DIRECTIONS
Your answer must contain each line of the data, copied exactly.

(Collected data)
──────────

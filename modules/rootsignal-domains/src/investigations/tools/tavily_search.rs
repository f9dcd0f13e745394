use ai_client::tool::ToolDefinition;
use ai_client::Tool;
use async_trait::async_trait;
use rootsignal_core::WebSearcher;
use serde::{Deserialize, Serialize};
use std::sync::Arc;

#[derive(Debug, Deserialize)]
pub struct TavilyEntitySearchArgs {
    pub entity_name: String,
    pub location: Option<String>,
}

#[derive(Debug, Serialize)]
pub struct TavilyEntitySearchOutput {
    pub results: Vec<SearchResult>,
    pub result_count: usize,
}

#[derive(Debug, Serialize)]
pub struct SearchResult {
    pub title: String,
    pub url: String,
    pub snippet: String,
}

pub struct TavilyEntitySearchTool {
    web_searcher: Arc<dyn WebSearcher>,
}

impl TavilyEntitySearchTool {
    pub fn new(web_searcher: Arc<dyn WebSearcher>) -> Self {
        Self { web_searcher }
    }
}

#[derive(Debug)]
pub struct TavilySearchError(anyhow::Error);

impl std::fmt::Display for TavilySearchError {
    fn fmt(&self, f: &mut std::fmt::Formatter<'_>) -> std::fmt::Result {
        write!(f, "{}", self.0)
    }
}

impl std::error::Error for TavilySearchError {
    fn source(&self) -> Option<&(dyn std::error::Error + 'static)> {
        self.0.source()
    }
}

#[async_trait]
impl Tool for TavilyEntitySearchTool {
    const NAME: &'static str = "tavily_entity_search";
    type Error = TavilySearchError;
    type Args = TavilyEntitySearchArgs;
    type Output = TavilyEntitySearchOutput;

    async fn definition(&self) -> ToolDefinition {
        ToolDefinition {
            name: Self::NAME.to_string(),
            description: "Search the web for information about an entity to assess its real-world presence and legitimacy.".to_string(),
            parameters: serde_json::json!({
                "type": "object",
                "properties": {
                    "entity_name": {
                        "type": "string",
                        "description": "The name of the entity to search for"
                    },
                    "location": {
                        "type": "string",
                        "description": "Optional location to narrow the search (e.g. 'Portland, OR')"
                    }
                },
                "required": ["entity_name"]
            }),
        }
    }

    async fn call(&self, args: Self::Args) -> Result<Self::Output, Self::Error> {
        let query = match args.location {
            Some(ref loc) => format!("{} {}", args.entity_name, loc),
            None => args.entity_name.clone(),
        };

        let pages = self
            .web_searcher
            .search(&query, 5)
            .await
            .map_err(|e| TavilySearchError(e))?;

        let results: Vec<SearchResult> = pages
            .into_iter()
            .map(|page| SearchResult {
                title: page.title.unwrap_or_default(),
                url: page.url.clone(),
                snippet: page.content.chars().take(500).collect(),
            })
            .collect();

        let result_count = results.len();

        Ok(TavilyEntitySearchOutput {
            results,
            result_count,
        })
    }
}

──────────

EXPECTED OUTPUT
filename modules/rootsignal-domains/src/investigations/tools/tavily_search.rs
repository f9dcd0f13e745394
use ai_client::tool::ToolDefinition;
use ai_client::Tool;
use async_trait::async_trait;
use rootsignal_core::WebSearcher;
use serde::{Deserialize, Serialize};
use std::sync::Arc;

#[derive(Debug, Deserialize)]
pub struct TavilyEntitySearchArgs {
    pub entity_name: String,
    pub location: Option<String>,
}

#[derive(Debug, Serialize)]
pub struct TavilyEntitySearchOutput {
    pub results: Vec<SearchResult>,
    pub result_count: usize,
}

#[derive(Debug, Serialize)]
pub struct SearchResult {
    pub title: String,
    pub url: String,
    pub snippet: String,
}

pub struct TavilyEntitySearchTool {
    web_searcher: Arc<dyn WebSearcher>,
}

impl TavilyEntitySearchTool {
    pub fn new(web_searcher: Arc<dyn WebSearcher>) -> Self {
        Self { web_searcher }
    }
}

#[derive(Debug)]
pub struct TavilySearchError(anyhow::Error);

impl std::fmt::Display for TavilySearchError {
    fn fmt(&self, f: &mut std::fmt::Formatter<'_>) -> std::fmt::Result {
        write!(f, "{}", self.0)
    }
}

impl std::error::Error for TavilySearchError {
    fn source(&self) -> Option<&(dyn std::error::Error + 'static)> {
        self.0.source()
    }
}

#[async_trait]
impl Tool for TavilyEntitySearchTool {
    const NAME: &'static str = "tavily_entity_search";
    type Error = TavilySearchError;
    type Args = TavilyEntitySearchArgs;
    type Output = TavilyEntitySearchOutput;

    async fn definition(&self) -> ToolDefinition {
        ToolDefinition {
            name: Self::NAME.to_string(),
            description: "Search the web for information about an entity to assess its real-world presence and legitimacy.".to_string(),
            parameters: serde_json::json!({
                "type": "object",
                "properties": {
                    "entity_name": {
                        "type": "string",
                        "description": "The name of the entity to search for"
                    },
                    "location": {
                        "type": "string",
                        "description": "Optional location to narrow the search (e.g. 'Portland, OR')"
                    }
                },
                "required": ["entity_name"]
            }),
        }
    }

    async fn call(&self, args: Self::Args) -> Result<Self::Output, Self::Error> {
        let query = match args.location {
            Some(ref loc) => format!("{} {}", args.entity_name, loc),
            None => args.entity_name.clone(),
        };

        let pages = self
            .web_searcher
            .search(&query, 5)
            .await
            .map_err(|e| TavilySearchError(e))?;

        let results: Vec<SearchResult> = pages
            .into_iter()
            .map(|page| SearchResult {
                title: page.title.unwrap_or_default(),
                url: page.url.clone(),
                snippet: page.content.chars().take(500).collect(),
            })
            .collect();

        let result_count = results.len();

        Ok(TavilyEntitySearchOutput {
            results,
            result_count,
        })
    }
}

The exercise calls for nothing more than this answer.